Adding to the developments in 2020, an award was issued in a long-running investment treaty arbitration where the investor was a wholly owned subsidiary of a Japanese company (Bridgestone Licensing Services, Inc and Bridgestone Americas, Inc v. Republic of Panama),12 which is also administered by ICSID, and is which is proceeding under the United States–Panama investment promotion agreement. The investor did not prevail, with the arbitral tribunal finding that no denial of justice had occurred.

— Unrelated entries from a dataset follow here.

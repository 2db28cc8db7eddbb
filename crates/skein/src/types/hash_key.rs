//! Hashable keys for dicts and sets.

use std::hash::{DefaultHasher, Hash, Hasher};

use num_bigint::BigInt;
use num_traits::{FromPrimitive, ToPrimitive};

use crate::{
    builtins::Builtins,
    exception_private::{ExcType, RunError, RunResult},
    heap::{Heap, HeapData, HeapId},
    intern::Interns,
    resource::{MAX_DATA_RECURSION_DEPTH, ResourceTracker},
    value::Value,
};

/// The identity of a value for dict and set membership.
///
/// Values that compare equal map to equal keys: `True`, `1` and `1.0` all become `Int(1)`, and a
/// string constant and a heap string with the same text become the same `Str`. Objects without
/// value equality (instances, functions, classes) are keyed by heap identity.
#[derive(Debug, Clone, PartialEq, Eq, Hash, PartialOrd, Ord)]
pub(crate) enum HashKey {
    None,
    Ellipsis,
    NotImplemented,
    Int(i64),
    BigInt(BigInt),
    /// Bit pattern of a non-integral float.
    Float(u64),
    Str(String),
    Bytes(Vec<u8>),
    Tuple(Vec<HashKey>),
    /// Element keys in sorted order, so equal frozensets produce equal keys.
    FrozenSet(Vec<HashKey>),
    Identity(HeapId),
    Builtin(Builtins),
}

impl HashKey {
    /// The key of a float, normalising integral values to `Int`.
    #[must_use]
    pub fn from_float(value: f64) -> Self {
        if value.fract() == 0.0 && value.is_finite() {
            if let Some(int) = value.to_i64() {
                return Self::Int(int);
            }
            if let Some(big) = BigInt::from_f64(value) {
                return Self::BigInt(big);
            }
        }
        Self::Float(value.to_bits())
    }

    /// `hash()` of the key: integers hash to themselves, everything else through `DefaultHasher`.
    #[must_use]
    pub fn hash_value(&self) -> i64 {
        match self {
            Self::Int(value) if *value != -1 => *value,
            _ => {
                let mut hasher = DefaultHasher::new();
                self.hash(&mut hasher);
                // keep the result positive and clear of the `-1` sentinel
                i64::try_from(hasher.finish() >> 2).unwrap_or(0)
            }
        }
    }
}

/// Computes the dict/set key of `value`.
///
/// Fails with `TypeError: unhashable type` for lists, dicts and sets (also nested in tuples).
pub(crate) fn hash_key(heap: &Heap<impl ResourceTracker>, interns: &Interns, value: Value) -> RunResult<HashKey> {
    nested_hash_key(heap, interns, value, 0)
}

fn nested_hash_key(
    heap: &Heap<impl ResourceTracker>,
    interns: &Interns,
    value: Value,
    depth: u16,
) -> RunResult<HashKey> {
    Ok(match value {
        Value::None => HashKey::None,
        Value::Ellipsis => HashKey::Ellipsis,
        Value::NotImplemented => HashKey::NotImplemented,
        Value::Bool(b) => HashKey::Int(i64::from(b)),
        Value::Int(i) => HashKey::Int(i),
        Value::Float(f) => HashKey::from_float(f),
        Value::InternString(id) => HashKey::Str(interns.get_str(id).to_owned()),
        Value::Builtin(builtin) => HashKey::Builtin(builtin),
        Value::Undefined => return Err(RunError::internal("hash of an unbound value")),
        Value::Ref(id) => match heap.get(id) {
            HeapData::Str(s) => HashKey::Str(s.clone()),
            HeapData::Bytes(b) => HashKey::Bytes(b.clone()),
            HeapData::BigInt(b) => HashKey::BigInt(b.clone()),
            HeapData::Tuple(items) => {
                if depth >= MAX_DATA_RECURSION_DEPTH {
                    return Err(ExcType::RecursionError.error("maximum recursion depth exceeded while hashing"));
                }
                let keys = items
                    .iter()
                    .map(|item| nested_hash_key(heap, interns, *item, depth + 1))
                    .collect::<RunResult<Vec<_>>>()?;
                HashKey::Tuple(keys)
            }
            HeapData::FrozenSet(set) => HashKey::FrozenSet(set.sorted_keys()),
            HeapData::List(_) => return Err(ExcType::type_error_unhashable("list")),
            HeapData::Dict(_) => return Err(ExcType::type_error_unhashable("dict")),
            HeapData::Set(_) => return Err(ExcType::type_error_unhashable("set")),
            HeapData::Slice(_) => return Err(ExcType::type_error_unhashable("slice")),
            _ => HashKey::Identity(id),
        },
    })
}

#[cfg(test)]
mod tests {
    use super::*;
    use crate::resource::NoLimitTracker;

    #[test]
    fn equal_numbers_share_a_key() {
        let heap = Heap::new(NoLimitTracker);
        let interns = Interns::new();
        let one = hash_key(&heap, &interns, Value::Int(1)).unwrap();
        assert_eq!(hash_key(&heap, &interns, Value::Bool(true)).unwrap(), one);
        assert_eq!(hash_key(&heap, &interns, Value::Float(1.0)).unwrap(), one);
        assert_ne!(hash_key(&heap, &interns, Value::Float(1.5)).unwrap(), one);
        assert_eq!(HashKey::from_float(-0.0), HashKey::Int(0));
    }

    #[test]
    fn strings_hash_by_content() {
        let mut heap = Heap::new(NoLimitTracker);
        let mut interns = Interns::new();
        let constant = interns.intern("abc");
        let on_heap = heap.allocate(HeapData::Str("abc".to_owned())).unwrap();
        assert_eq!(
            hash_key(&heap, &interns, Value::InternString(constant)).unwrap(),
            hash_key(&heap, &interns, Value::Ref(on_heap)).unwrap()
        );
    }

    #[test]
    fn lists_are_unhashable() {
        let mut heap = Heap::new(NoLimitTracker);
        let interns = Interns::new();
        let list = heap.allocate(HeapData::List(Vec::new())).unwrap();
        let tuple = heap.allocate(HeapData::Tuple(vec![Value::Ref(list)])).unwrap();
        let err = hash_key(&heap, &interns, Value::Ref(tuple)).unwrap_err();
        assert!(err.is_exc_type(ExcType::TypeError));
    }

    #[test]
    fn deeply_nested_tuples_fail_cleanly() {
        let mut heap = Heap::new(NoLimitTracker);
        let interns = Interns::new();
        let mut value = Value::Int(0);
        for _ in 0..10_000 {
            value = Value::Ref(heap.allocate(HeapData::Tuple(vec![value])).unwrap());
        }
        let err = hash_key(&heap, &interns, value).unwrap_err();
        assert!(err.is_exc_type(ExcType::RecursionError));
    }

    #[test]
    fn int_hash_is_identity() {
        assert_eq!(HashKey::Int(42).hash_value(), 42);
        assert!(HashKey::Str("x".to_owned()).hash_value() >= 0);
    }
}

Finally, a smaller Japanese trading company has brought an ICSID claim against the People's Republic of China under the 1988 China–Japan BIT. That case remains in its early stages but is being watched with interest.13

Outlook and conclusions

Despite the small number of cases newly filed with the JCAA in 2020, our view is that Japanese companies are becoming more inclined to engage in international arbitration. In practice, we see more arbitration clauses (than jurisdiction clause) in contracts and represent clients in more cases than ever. More generally, interest in the field continues to increase. We expect that the amendments to the JAA will, when adopted, stimulate this trend and further promote the development of the Japanese international arbitration market.

Footnotes

1 Yuko Kanamaru, Yoshinori Tatsuno and Daniel Allen are partners at Mori Hamada & Matsumoto.

2 Act No. 138 of 2003.

3 Act No. 29 of 1890.

4 Act No. 112 of 2001.

5 Act No. 66 of 1986 as amended in 2016.

6 Amendment as Act No. 33 of 2020.

7 Eurus Energy Holdings Corporation and Eurus Energy Europe BV v. Kingdom of Spain (ICSID Case No. ARB/16/4).

8 ITOCHU Corporation v. Kingdom of Spain (ICSID Case No. ARB/18/25).

9 JGC Corporation v. Kingdom of Spain (ICSID Case No. ARB/15/27).

10 Mitsui & Co., Ltd. v. Kingdom of Spain (ICSID Case No. ARB/20/47).

11 Nissan Motor Co, Ltd v. Republic of India, PCA Case No. 2017-37.

12 Bridgestone Licensing Services, Inc and Bridgestone Americas, Inc v. Republic of Panama, ICSID Case No. ARB/16/34.

13 Macro Trading Co., Ltd. v. People's Republic of China (ICSID Case No. ARB/20/22).